Viendront ensuite Raphaël et la Farnésine (1884), Grèce, Turquie, le Danube (1886), écrit au retour d’un nouveau voyage en Orient, De Paris au Niagara (1887), au retour d’un voyage aux États-Unis, où il représenta le syndicat de la presse parisienne à l’inauguration de la statue de la Liberté de Bartholdi, enfin Peintres français contemporains (1888).

Mais, éducateur dans l’âme, ni le journal ni le livre ne suffisaient encore à son activité. Il eut la nostalgie de l’enseignement. En 1880, il succéda à Paul Albert comme professeur de littérature à l’École militaire de Saint-Cyr. Presque en même temps, on lui demandait de donner des cours à l’École normale supérieure de Fontenay-aux-Roses, puis à celle de Saint-Cloud. Il se mit avec tout son cœur dans ces enseignements. Ne s’agissait-il pas de faire connaître et aimer le génie de la France d’un côté à nos futurs officiers, de l’autre à l’élite des maîtres et maîtresses destinés à former le personnel enseignant des écoles primaires, c’est-à-dire l’âme de notre peuple ! La sincérité cordiale de sa parole lui concilia aussitôt ces auditoires si différents. Nulle rhétorique ; point d’érudition vaine et encombrante. Le patriote, le citoyen libéral, le moraliste laïque parurent en lui sans rien d’étroit ni de sectaire ; il conquit d’emblée la confiance affectueuse des élèves, le respect au moins et l’estime de ceux-là même que leur éducation antérieure fermait en partie à son action.

Ce fut un beau moment dans la vie de Bigot que les années où nous le vîmes mener de front toutes ces tâches, non seulement sans fléchir, mais avec l’ivresse de l’activité utile et joyeuse, aussi complètement à chaque besogne que s’il n’en avait eu qu’une, toujours de loisir pour ses amis, toujours gai, accueillant, hospitalier, jouissant du monde qu’il connaissait mieux que personne, recherché dans les salons, mais préférant encore à tout l’intime causerie avec des camarades autour de son heureux foyer. « Nulle part, dit-il dans l’avant-propos du Petit Français, on ne travaille autant qu’à Paris. » Il en était la preuve vivante.
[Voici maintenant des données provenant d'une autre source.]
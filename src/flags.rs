//! Ergonomic bitflag newtypes over the raw ABI constants in [`crate::consts`].
//!
//! The raw integer constants remain the public ABI; these wrappers exist so
//! operation bodies can write `flags.contains(OpenFlags::O_CREAT)` instead of
//! raw bit tests.

use bitflags::bitflags;

use crate::consts;

bitflags! {
    #[derive(Clone, Copy, Debug, PartialEq, Eq)]
    pub struct OpenFlags: i32 {
        const O_WRONLY = consts::O_WRONLY;
        const O_RDWR = consts::O_RDWR;
        const O_CREAT = consts::O_CREAT;
        const O_EXCL = consts::O_EXCL;
        const O_TRUNC = consts::O_TRUNC;
        const O_APPEND = consts::O_APPEND;
        const O_NOFOLLOW = consts::O_NOFOLLOW;
        const O_DIRECTORY = consts::O_DIRECTORY;
        const O_NOATIME = consts::O_NOATIME;
        const O_TMPFILE = consts::O_TMPFILE;
    }
}

impl OpenFlags {
    pub fn accmode(self) -> i32 {
        self.bits() & consts::O_ACCMODE
    }

    pub fn is_wronly(self) -> bool {
        self.accmode() == consts::O_WRONLY
    }

    pub fn is_rdwr(self) -> bool {
        self.accmode() == consts::O_RDWR
    }

    pub fn writable(self) -> bool {
        self.is_wronly() || self.is_rdwr()
    }
}

bitflags! {
    #[derive(Clone, Copy, Debug, PartialEq, Eq)]
    pub struct AtFlags: i32 {
        const AT_EMPTY_PATH = consts::AT_EMPTY_PATH;
        const AT_REMOVEDIR = consts::AT_REMOVEDIR;
        const AT_SYMLINK_FOLLOW = consts::AT_SYMLINK_FOLLOW;
        const AT_SYMLINK_NOFOLLOW = consts::AT_SYMLINK_NOFOLLOW;
    }
}

bitflags! {
    #[derive(Clone, Copy, Debug, PartialEq, Eq)]
    pub struct RenameFlags: u32 {
        const NOREPLACE = consts::RENAME_NOREPLACE;
        const EXCHANGE = consts::RENAME_EXCHANGE;
    }
}

bitflags! {
    #[derive(Clone, Copy, Debug, PartialEq, Eq)]
    pub struct FallocateFlags: i32 {
        const KEEP_SIZE = consts::FALLOC_FL_KEEP_SIZE;
        const PUNCH_HOLE = consts::FALLOC_FL_PUNCH_HOLE;
        const COLLAPSE_RANGE = consts::FALLOC_FL_COLLAPSE_RANGE;
        const ZERO_RANGE = consts::FALLOC_FL_ZERO_RANGE;
        const INSERT_RANGE = consts::FALLOC_FL_INSERT_RANGE;
    }
}

bitflags! {
    #[derive(Clone, Copy, Debug, PartialEq, Eq)]
    pub struct XattrFlags: i32 {
        const CREATE = consts::XATTR_CREATE;
        const REPLACE = consts::XATTR_REPLACE;
    }
}

bitflags! {
    #[derive(Clone, Copy, Debug, PartialEq, Eq)]
    pub struct StatxMask: u32 {
        const TYPE = consts::STATX_TYPE;
        const MODE = consts::STATX_MODE;
        const NLINK = consts::STATX_NLINK;
        const ATIME = consts::STATX_ATIME;
        const MTIME = consts::STATX_MTIME;
        const CTIME = consts::STATX_CTIME;
        const INO = consts::STATX_INO;
        const SIZE = consts::STATX_SIZE;
        const BTIME = consts::STATX_BTIME;
    }
}
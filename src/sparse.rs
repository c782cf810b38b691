//! The sparse data-range engine backing regular-file bodies.
//!
//! A regular inode's content is a sorted, non-overlapping sequence of
//! [`DataRange`]s; every byte not covered by a range is a hole that reads as
//! zero. [`DataIterator`] walks alternating data/hole segments from an
//! arbitrary starting offset; [`RangeList::alloc`] and
//! [`RangeList::truncate`] are the two mutators everything else (write,
//! fallocate, sendfile) is built from.

use crate::error::FsResult;

#[derive(Debug, Clone)]
pub struct DataRange {
    pub offset: u64,
    pub bytes: Vec<u8>,
}

impl DataRange {
    pub fn size(&self) -> u64 {
        self.bytes.len() as u64
    }

    pub fn end(&self) -> u64 {
        self.offset + self.size()
    }
}

/// A hole: `[offset, offset+size)` of implicit zero bytes.
#[derive(Debug, Clone, Copy)]
pub struct Hole {
    pub offset: u64,
    pub size: u64,
}

impl Hole {
    pub fn end(&self) -> u64 {
        self.offset + self.size
    }
}

#[derive(Debug, Clone, Default)]
pub struct RangeList(Vec<DataRange>);

impl RangeList {
    pub fn new() -> Self {
        RangeList(Vec::new())
    }

    /// Builds a list directly from already-sorted, non-overlapping ranges,
    /// as produced by snapshot load.
    pub fn from_sorted_ranges(ranges: Vec<DataRange>) -> Self {
        RangeList(ranges)
    }

    pub fn ranges(&self) -> &[DataRange] {
        &self.0
    }

    pub fn ranges_mut(&mut self) -> &mut [DataRange] {
        &mut self.0
    }

    /// True if any existing range intersects `[offset, offset+len)`.
    pub fn overlaps(&self, offset: u64, len: u64) -> bool {
        let end = offset + len;
        self.0.iter().any(|r| r.offset < end && offset < r.end())
    }

    pub fn len(&self) -> usize {
        self.0.len()
    }

    pub fn is_empty(&self) -> bool {
        self.0.is_empty()
    }

    pub fn clear(&mut self) {
        self.0.clear();
    }

    /// Binary-searches for the insertion position of a fresh range starting
    /// at `offset` (the lowest index whose existing range starts at or
    /// after `offset`).
    fn insertion_point(&self, offset: u64) -> usize {
        self.0.partition_point(|r| r.offset < offset)
    }

    fn insert_range(&mut self, offset: u64, length: u64) -> usize {
        let idx = self.insertion_point(offset);
        self.0.insert(
            idx,
            DataRange {
                offset,
                bytes: vec![0u8; length as usize],
            },
        );
        idx
    }

    pub fn remove(&mut self, index: usize) {
        self.0.remove(index);
    }

    fn remove_span(&mut self, index: usize, count: usize) {
        self.0.drain(index..index + count);
    }

    /// Allocates (and coalesces) a range covering `[offset, offset+length)`,
    /// returning the index of the resulting range. The returned range may
    /// be wider than requested if it absorbed touching/overlapping ranges.
    pub fn alloc(&mut self, offset: u64, length: u64, size_hint: &mut u64) -> usize {
        let end = offset + length;

        if !self.0.is_empty() {
            let it = DataIterator::new(self, offset);
            let start_search = it.range_idx_or_next();
            for i in start_search..self.0.len() {
                if end == self.0[i].offset {
                    // Extend leftward: find the furthest preceding range that
                    // touches or overlaps the left edge.
                    let mut host = None;
                    let mut j = i;
                    while j > 0 {
                        j -= 1;
                        let r = &self.0[j];
                        if offset <= r.end() {
                            host = Some(j);
                        } else {
                            break;
                        }
                    }
                    let range_i = self.0[i].clone();
                    if let Some(host_idx) = host {
                        let off = self.0[host_idx].offset.min(offset);
                        let new_len = (range_i.size() + (range_i.offset - off)) as usize;
                        let mut new_bytes = vec![0u8; new_len];
                        let keep = self.0[host_idx].bytes.len();
                        new_bytes[..keep].copy_from_slice(&self.0[host_idx].bytes);
                        for k in (host_idx + 1)..i {
                            let r = &self.0[k];
                            let at = (r.offset - off) as usize;
                            new_bytes[at..at + r.bytes.len()].copy_from_slice(&r.bytes);
                        }
                        let tail_at = new_len - range_i.bytes.len();
                        new_bytes[tail_at..].copy_from_slice(&range_i.bytes);
                        self.remove_span(host_idx + 1, i - host_idx);
                        self.0[host_idx].offset = off;
                        self.0[host_idx].bytes = new_bytes;
                        return host_idx;
                    } else {
                        let new_len = (range_i.size() + (range_i.offset - offset)) as usize;
                        let mut new_bytes = vec![0u8; new_len];
                        let tail_at = new_len - range_i.bytes.len();
                        new_bytes[tail_at..].copy_from_slice(&range_i.bytes);
                        self.0[i].offset = offset;
                        self.0[i].bytes = new_bytes;
                        return i;
                    }
                } else if end < self.0[i].offset {
                    break;
                }
            }
        }

        let (mut range_idx, created) = match self.host_range_idx(offset) {
            Some(idx) => (idx, false),
            None => (self.insert_range(offset, length), true),
        };

        if !created {
            let r = &self.0[range_idx];
            if offset >= r.offset && end <= r.end() {
                return range_idx;
            }
        }

        let base_offset = self.0[range_idx].offset;
        let mut new_len = (end - base_offset) as usize;
        for i in (range_idx + 1)..self.0.len() {
            let r = &self.0[i];
            if r.offset < end {
                let candidate = ((r.offset - base_offset) as usize) + r.bytes.len();
                if new_len < candidate {
                    new_len = candidate;
                }
                break;
            } else {
                break;
            }
        }

        let old_len = self.0[range_idx].bytes.len();
        self.0[range_idx].bytes.resize(new_len, 0);
        if old_len < new_len {
            // nothing else to do; resize already zero-filled the tail
        }

        if end > *size_hint {
            *size_hint = end;
        }

        let mut absorbed = 0usize;
        for i in (range_idx + 1)..self.0.len() {
            let r = self.0[i].clone();
            if r.offset < end {
                let at = (r.offset - base_offset) as usize;
                self.0[range_idx].bytes[at..at + r.bytes.len()].copy_from_slice(&r.bytes);
                absorbed += 1;
            } else {
                break;
            }
        }
        if absorbed != 0 {
            self.remove_span(range_idx + 1, absorbed);
        }
        range_idx
    }

    /// Finds the range that contains `offset` or ends exactly at `offset`.
    fn host_range_idx(&self, offset: u64) -> Option<usize> {
        let it = DataIterator::new(self, offset);
        if it.before_first_range {
            return None;
        }
        let idx = it.range_idx;
        let r = &self.0[idx];
        if offset <= r.end() {
            Some(idx)
        } else {
            None
        }
    }

    /// Shrinks the logical size and drops/trims ranges beyond `length`.
    pub fn truncate(&mut self, length: u64, size: &mut u64) {
        if length >= *size {
            *size = length;
            return;
        }
        *size = length;
        if length == 0 {
            self.0.clear();
            return;
        }
        for i in (0..self.0.len()).rev() {
            if length > self.0[i].offset {
                self.0.truncate(i + 1);
                let r = &mut self.0[i];
                if length - r.offset < r.size() {
                    r.bytes.truncate((length - r.offset) as usize);
                }
                return;
            }
        }
        self.0.clear();
    }

    pub fn punch_hole(&mut self, offset: u64, len: u64) -> FsResult<()> {
        let end = offset + len;
        let mut i = 0usize;
        while i < self.0.len() {
            let off = self.0[i].offset;
            let rend = self.0[i].end();
            if offset <= off {
                if end <= off {
                    break;
                }
                if end < rend {
                    let amount_to_remove = (len - (off - offset)) as usize;
                    let r = &mut self.0[i];
                    r.bytes.drain(0..amount_to_remove);
                    r.offset += amount_to_remove as u64;
                } else {
                    self.0.remove(i);
                    continue;
                }
            } else {
                if offset >= rend {
                    i += 1;
                    continue;
                }
                if end < rend {
                    let range_size = self.0[i].size();
                    let new_size = offset - off;
                    let offset_after_hole = new_size + len;
                    let new_range_len = range_size - offset_after_hole;
                    let tail: Vec<u8> = self.0[i].bytes
                        [offset_after_hole as usize..(offset_after_hole + new_range_len) as usize]
                        .to_vec();
                    self.0[i].bytes.truncate(new_size as usize);
                    let mut dummy = 0u64;
                    self.alloc(end, new_range_len, &mut dummy);
                    if let Some(idx) = self.0.iter().position(|r| r.offset == end) {
                        self.0[idx].bytes[..tail.len()].copy_from_slice(&tail);
                    }
                    break;
                } else {
                    let new_size = rend - offset;
                    let r = &mut self.0[i];
                    let drop_front = r.size() - new_size;
                    r.bytes.drain(0..drop_front as usize);
                }
            }
            i += 1;
        }
        Ok(())
    }

    pub fn collapse_range(&mut self, offset: u64, len: u64) -> FsResult<()> {
        let end = offset + len;
        let mut i = 0usize;
        while i < self.0.len() {
            let off = self.0[i].offset;
            let rend = self.0[i].end();
            if offset <= off {
                if end < off {
                    self.0[i].offset -= len;
                    i += 1;
                    continue;
                }
                if end == off {
                    self.0[i].offset -= len;
                    if i != 0 {
                        let moved = self.0[i].clone();
                        let prev = &mut self.0[i - 1];
                        prev.bytes.extend_from_slice(&moved.bytes);
                        self.0.remove(i);
                    } else {
                        i += 1;
                    }
                    continue;
                }
                if end < rend {
                    let amount_to_remove = (len - (off - offset)) as usize;
                    self.0[i].bytes.drain(0..amount_to_remove);
                } else {
                    self.0.remove(i);
                    continue;
                }
            } else {
                if offset >= rend {
                    i += 1;
                    continue;
                }
                if end < rend {
                    let offset_after_hole = (offset - off) + len;
                    let tail: Vec<u8> = self.0[i].bytes[offset_after_hole as usize..].to_vec();
                    self.0[i].bytes.truncate((offset - off) as usize);
                    self.0[i].bytes.extend_from_slice(&tail);
                } else {
                    let new_size = rend - offset;
                    let r = &mut self.0[i];
                    let drop_front = r.size() - new_size;
                    r.bytes.drain(0..drop_front as usize);
                }
            }
            i += 1;
        }
        Ok(())
    }

    pub fn insert_range_shift(&mut self, offset: u64, len: u64) -> FsResult<()> {
        let end = offset + len;
        let mut i = 0usize;
        while i < self.0.len() {
            let off = self.0[i].offset;
            let rend = self.0[i].end();
            if offset <= off {
                self.0[i].offset += len;
                i += 1;
                continue;
            }
            if offset >= rend {
                i += 1;
                continue;
            }
            let offset_after_hole = (offset - off) as usize;
            let tail: Vec<u8> = self.0[i].bytes[offset_after_hole..].to_vec();
            self.0[i].bytes.truncate(offset_after_hole);
            let mut dummy = 0u64;
            let new_idx = self.alloc(end, tail.len() as u64, &mut dummy);
            self.0[new_idx].bytes[..tail.len()].copy_from_slice(&tail);
            i += 1;
        }
        Ok(())
    }
}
Hélas ! il le fut aussi de cette vérité désolante que, nulle part, il n’est plus difficile de garder la mesure dans le travail. Entre les oisifs qui ne font rien qui vaille et les laborieux qui se tuent sans s’en apercevoir, il n’y a presque point de milieu. Et, chose non moins déplorable, il n’est pas rare que des laborieux même, qui auraient eux aussi des talents, cherchent longtemps en vain l’emploi de leurs facultés, pendant que plient sous le faix ceux que la notoriété a tirés de pair.
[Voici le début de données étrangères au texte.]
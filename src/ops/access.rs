//! `access` / `faccessat` / `faccessat2`.

use crate::consts;
use crate::error::{Errno, FsResult};
use crate::flags::AtFlags;
use crate::fs::FsState;
use crate::path::{self, Resolution};

pub fn faccessat2(state: &FsState, dirfd: i32, path_str: &str, mode: i32, flags: i32) -> FsResult<i64> {
    let known = AtFlags::AT_EMPTY_PATH.bits() | AtFlags::AT_SYMLINK_NOFOLLOW.bits();
    if flags & !known != 0 {
        return Err(Errno::Inval);
    }
    if mode & !(consts::R_OK | consts::W_OK | consts::X_OK) != 0 {
        return Err(Errno::Inval);
    }
    let empty_path = flags & consts::AT_EMPTY_PATH != 0;
    if empty_path && !path_str.is_empty() {
        return Err(Errno::Inval);
    }
    let follow_final = flags & consts::AT_SYMLINK_NOFOLLOW == 0;

    let inode_id = if empty_path {
        state.resolve_dirfd(dirfd)?
    } else {
        let base = state.resolve_dirfd(dirfd)?;
        match state.resolve(base, path_str, follow_final)? {
            Resolution::Found(r) => r.inode_id,
            Resolution::Missing(_) => return Err(Errno::Noent),
        }
    };
    if mode == consts::F_OK {
        state.inode(inode_id)?;
        return Ok(0);
    }
    let inode = state.inode(inode_id)?;
    if !path::access_allowed(inode.mode, mode) {
        return Err(Errno::Acces);
    }
    Ok(0)
}

pub fn faccessat(state: &FsState, dirfd: i32, path_str: &str, mode: i32) -> FsResult<i64> {
    faccessat2(state, dirfd, path_str, mode, 0)
}

pub fn access(state: &FsState, path_str: &str, mode: i32) -> FsResult<i64> {
    faccessat(state, consts::AT_FDCWD as i32, path_str, mode)
}
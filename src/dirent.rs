//! Directory entries: a `(name, inode id)` pair plus the small helpers
//! directory mutation is built from.

use crate::consts;
use crate::error::{Errno, FsResult};

#[derive(Debug, Clone)]
pub struct DirEntry {
    pub name: String,
    pub inode_id: u64,
}

impl DirEntry {
    pub fn new(name: &str, inode_id: u64) -> Self {
        DirEntry {
            name: name.to_string(),
            inode_id,
        }
    }
}

/// Looks up `name` among `entries`, rejecting `.`/`..` as callers must
/// handle those separately for operations that treat them specially.
pub fn find<'a>(entries: &'a [DirEntry], name: &str) -> Option<&'a DirEntry> {
    entries.iter().find(|e| e.name == name)
}

pub fn find_mut<'a>(entries: &'a mut [DirEntry], name: &str) -> Option<&'a mut DirEntry> {
    entries.iter_mut().find(|e| e.name == name)
}

pub fn contains(entries: &[DirEntry], name: &str) -> bool {
    find(entries, name).is_some()
}

/// Adds an entry, rejecting a duplicate name and an over-long name.
pub fn push(entries: &mut Vec<DirEntry>, name: &str, inode_id: u64) -> FsResult<()> {
    if name.len() > consts::NAME_MAX {
        return Err(Errno::Nametoolong);
    }
    if contains(entries, name) {
        return Err(Errno::Exist);
    }
    entries.push(DirEntry::new(name, inode_id));
    Ok(())
}

/// Removes the entry named `name`, returning its inode id.
pub fn remove(entries: &mut Vec<DirEntry>, name: &str) -> FsResult<u64> {
    let pos = entries.iter().position(|e| e.name == name).ok_or(Errno::Noent)?;
    Ok(entries.remove(pos).inode_id)
}

/// A directory is empty when it holds only `.` and `..`.
pub fn is_empty(entries: &[DirEntry]) -> bool {
    entries.len() <= 2
}

/// Retargets `..` after the directory is moved to a new parent.
pub fn retarget_dotdot(entries: &mut [DirEntry], new_parent_id: u64) {
    if let Some(e) = find_mut(entries, "..") {
        e.inode_id = new_parent_id;
    }
}
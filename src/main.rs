use axum::{routing::get, Router};
use nonprofit_backoffice::cache::ListCache;
use nonprofit_backoffice::config::Config;
use nonprofit_backoffice::db::Database;
use nonprofit_backoffice::db_storage::PgIndicatorStore;
use nonprofit_backoffice::handlers::{self, AppState};
use nonprofit_backoffice::permissions::ApiKeyGate;
use nonprofit_backoffice::services::WealthIndicatorService;
use std::sync::Arc;
use std::time::Duration;
use tower::ServiceBuilder;
use tower_governor::{
    governor::GovernorConfigBuilder, key_extractor::SmartIpKeyExtractor, GovernorLayer,
};
use tower_http::{cors::CorsLayer, limit::RequestBodyLimitLayer, trace::TraceLayer};
use tracing_subscriber::{layer::SubscriberExt, util::SubscriberInitExt};

/// Main entry point for the application.
///
/// Initializes logging, configuration, the database pool and schema, the
/// module cache, and the permission gate, then serves the HTTP API.
#[tokio::main]
async fn main() -> anyhow::Result<()> {
    // Initialize tracing
    tracing_subscriber::registry()
        .with(
            tracing_subscriber::EnvFilter::try_from_default_env()
                .unwrap_or_else(|_| "nonprofit_backoffice=debug,tower_http=debug".into()),
        )
        .with(tracing_subscriber::fmt::layer())
        .init();

    let config = Config::from_env()?;

    let db = Database::new(&config.database_url).await?;
    tracing::info!("Database connection pool established");

    // List and item responses share one cache; modules are separated by key prefix.
    let cache = ListCache::new(
        Duration::from_secs(config.cache_ttl_secs),
        config.cache_max_entries,
    );
    tracing::info!(
        "Module cache initialized ({}s TTL, {} capacity)",
        config.cache_ttl_secs,
        config.cache_max_entries
    );

    let indicators = WealthIndicatorService::new(
        PgIndicatorStore::new(db.pool.clone()),
        ApiKeyGate::new(&config.manage_api_key),
        cache,
    )
    .with_default_per_page(config.default_per_page);

    let app_state = Arc::new(AppState { indicators });

    // Configure rate limiter: 10 requests/second per IP, burst of 20
    let governor_conf = Arc::new(
        GovernorConfigBuilder::default()
            .per_second(10)
            .burst_size(20)
            .key_extractor(SmartIpKeyExtractor)
            .finish()
            .ok_or_else(|| anyhow::anyhow!("invalid rate limiter configuration"))?,
    );

    let protected_routes = handlers::api_routes::<PgIndicatorStore, ApiKeyGate>()
        .layer(
            ServiceBuilder::new()
                // Request size limit: 1MB max payload
                .layer(RequestBodyLimitLayer::new(1024 * 1024))
                .layer(GovernorLayer {
                    config: governor_conf,
                }),
        );

    // Health check bypasses rate limiting
    let app = Router::new()
        .route("/health", get(handlers::health))
        .merge(protected_routes)
        .with_state(app_state)
        .layer(TraceLayer::new_for_http())
        .layer(CorsLayer::permissive());

    let addr = format!("0.0.0.0:{}", config.port);
    let listener = tokio::net::TcpListener::bind(&addr).await?;
    tracing::info!("Server listening on {}", addr);

    axum::serve(
        listener,
        app.into_make_service_with_connect_info::<std::net::SocketAddr>(),
    )
    .await?;

    Ok(())
}
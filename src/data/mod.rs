//! Persistence and caching.

pub mod db {
    pub use crate::db::*;
}

pub mod db_storage {
    pub use crate::db_storage::*;
}

pub mod cache {
    pub use crate::cache::*;
}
Qui pourrait ajouter impunément, aux fatigues du journalisme quotidien, — les pires de toutes, — les fatigues de l’enseignement et de la production littéraire (suffisantes à elles seules pour avoir raison des plus robustes) ? Sans parler de la critique théâtrale, que Bigot avait conservée au Siècle, et qui, dans des conditions particulièrement excitantes, insidieuses par conséquent, l’amenait à prendre sur ses heures de repos. Tout à coup sa santé parut atteinte. L’avertissement fut cruel, et malheureusement tardif, le jour où sa main ne put plus tenir elle-même cette plume dont il avait si bien usé. Il ne se fit pas d’illusions, mais il se soigna en conscience, fut étonnant de sang-froid et de courage dans cette lutte de plusieurs années contre un mal implacable : lutte d’une belle intelligence, lumineuse jusqu’à la dernière minute, contre les organes qui lui refusaient leur service ; lutte d’un cerveau merveilleusement intact contre la révolte des nerfs surmenés.
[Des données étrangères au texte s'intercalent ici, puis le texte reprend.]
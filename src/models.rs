use chrono::{DateTime, NaiveDate, Utc};
use serde::{Deserialize, Serialize, Serializer};
use sqlx::FromRow;

// ============ Database Models ============

/// One recorded piece of evidence about a prospect's wealth or generosity.
///
/// Rows are immutable after insertion except for `verified`.
#[derive(Debug, Clone, PartialEq, FromRow, Serialize, Deserialize)]
pub struct WealthIndicator {
    /// Unique identifier assigned by the database.
    pub id: i64,
    /// The prospect this indicator belongs to.
    pub prospect_id: i64,
    /// Indicator kind as stored (e.g. "real_estate"). Unknown kinds are kept verbatim.
    pub indicator_type: String,
    /// Free text; monetary kinds carry a human-written amount such as "$250,000".
    pub indicator_value: String,
    /// Where the indicator was found.
    pub source: Option<String>,
    /// When the indicator was found.
    pub date_found: Option<NaiveDate>,
    /// Set only through the explicit verification action.
    pub verified: bool,
    /// Researcher notes.
    pub notes: Option<String>,
    /// Timestamp of creation.
    pub created_at: DateTime<Utc>,
}

impl WealthIndicator {
    /// Parsed indicator kind.
    pub fn kind(&self) -> IndicatorType {
        IndicatorType::parse(&self.indicator_type)
    }
}

/// Indicator kinds recognized by the capacity scorer.
#[derive(Debug, Clone, PartialEq, Eq, Hash)]
pub enum IndicatorType {
    RealEstate,
    BusinessOwnership,
    StockHoldings,
    PhilanthropicHistory,
    ProfessionalPosition,
    FamilyFoundation,
    /// Stored but never scored.
    Other(String),
}

impl IndicatorType {
    /// Parses a stored type name. Never fails: unknown names become `Other`.
    pub fn parse(raw: &str) -> Self {
        match raw {
            "real_estate" => IndicatorType::RealEstate,
            "business_ownership" => IndicatorType::BusinessOwnership,
            "stock_holdings" => IndicatorType::StockHoldings,
            "philanthropic_history" => IndicatorType::PhilanthropicHistory,
            "professional_position" => IndicatorType::ProfessionalPosition,
            "family_foundation" => IndicatorType::FamilyFoundation,
            other => IndicatorType::Other(other.to_string()),
        }
    }

    pub fn as_str(&self) -> &str {
        match self {
            IndicatorType::RealEstate => "real_estate",
            IndicatorType::BusinessOwnership => "business_ownership",
            IndicatorType::StockHoldings => "stock_holdings",
            IndicatorType::PhilanthropicHistory => "philanthropic_history",
            IndicatorType::ProfessionalPosition => "professional_position",
            IndicatorType::FamilyFoundation => "family_foundation",
            IndicatorType::Other(name) => name,
        }
    }

    /// Whether the contribution is derived from an amount in `indicator_value`.
    pub fn is_monetary(&self) -> bool {
        matches!(
            self,
            IndicatorType::RealEstate
                | IndicatorType::BusinessOwnership
                | IndicatorType::StockHoldings
        )
    }
}

// ============ Request/Response Models ============

/// Body of `POST /api/v1/indicators`.
#[derive(Debug, Clone, Default, Serialize, Deserialize)]
pub struct NewIndicator {
    pub prospect_id: i64,
    pub indicator_type: String,
    pub indicator_value: String,
    #[serde(default)]
    pub source: Option<String>,
    #[serde(default)]
    pub date_found: Option<NaiveDate>,
    #[serde(default)]
    pub notes: Option<String>,
}

#[derive(Debug, Serialize, Deserialize)]
pub struct CreatedResponse {
    pub id: i64,
}

/// One page of a list query.
#[derive(Debug, Clone, PartialEq, Serialize, Deserialize)]
pub struct Page<T> {
    pub items: Vec<T>,
    /// Rows matching the filters, ignoring pagination.
    pub total: i64,
    pub page: u32,
    pub per_page: u32,
}

/// Contribution of a single indicator to a prospect's capacity.
#[derive(Debug, Clone, PartialEq, Serialize, Deserialize)]
pub struct CapacityContribution {
    pub indicator_id: i64,
    pub indicator_type: String,
    pub verified: bool,
    pub amount: f64,
}

/// Derived capacity for one prospect. Never persisted.
#[derive(Debug, Clone, PartialEq, Serialize, Deserialize)]
pub struct CapacityReport {
    pub prospect_id: i64,
    /// Estimated giving capacity, rounded to cents.
    pub capacity: f64,
    /// 0-100 rating. Fractional below the 25,000 bucket.
    #[serde(serialize_with = "serialize_score")]
    pub score: f64,
    pub indicator_count: usize,
    pub verified_count: usize,
    pub breakdown: Vec<CapacityContribution>,
}

/// Whole scores go out as JSON integers, fractional ones keep their fraction.
fn serialize_score<S>(score: &f64, serializer: S) -> Result<S::Ok, S::Error>
where
    S: Serializer,
{
    if score.fract() == 0.0 {
        serializer.serialize_i64(*score as i64)
    } else {
        serializer.serialize_f64(*score)
    }
}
Sa maison n’en fut que plus chère à ses amis ; son commerce n’en était que plus attachant. Il ne quitta qu’une à une ses occupations, le plus tard possible, et à mesure que la maladie l’y forçait ; alla à Saint-Cyr notamment, aussi longtemps qu’il put s’y rendre avec le secours dévoué de son jeune collègue, M. Maurice Albert. Il ne voulait battre en retraite qu’en bon ordre, et réussissait, chose à peine croyable, à le faire sans découragement apparent, avec une sérénité presque souriante, qui nous remplissait d’admiration. Personne de nous ne l’entendit jamais se plaindre. On eût dit que l’affection sans bornes qui veillait sur lui faisait vraiment ce miracle de lui conserver l’illusion. Elle faisait mieux, elle s’était mise avec lui à ce niveau où l’on n’a plus besoin d’illusions pour faire bon visage à sa destinée. Elle lui adoucissait les perspectives même que rien ne pouvait lui cacher. M. Alfred Rambaud, dans l’article qu’il a consacré à notre ami (Revue Bleue du 22 avril), après avoir mis en relief la grandeur simple d’une telle fin couronnant une vie de travail et d’honneur, termine par cette remarque : « Ce serait une page à ajouter au Petit Français, que la vie de Charles Bigot. » Oui. Et quel exemple y trouveraient aussi les jeunes Françaises ! Et quelle réponse à ceux-là (s’il en reste) qui ont peur que la culture de l’esprit ne détruise chez la femme les vertus domestiques ! Sans doute, le cœur suffit à faire des prodiges, et il en est qu’il peut seul faire, et c’est par lui surtout que valent les femmes. Mais comment ne pas faire remarquer que le cœur qui a allégé, partagé plus de cinq ans avec une incomparable abnégation le martyre de Bigot, était servi par une intelligence d’une culture raffinée, que la main qui écrivait sous la dictée de ce malade a écrit pour son propre compte des livres distingués, et qu’enfin ces conditions mêmes ont seules rendu possible cette touchante collaboration qui a été plus qu’une consolation pour notre ami, qui lui a permis de travailler avec joie jusqu’à son dernier souffle ?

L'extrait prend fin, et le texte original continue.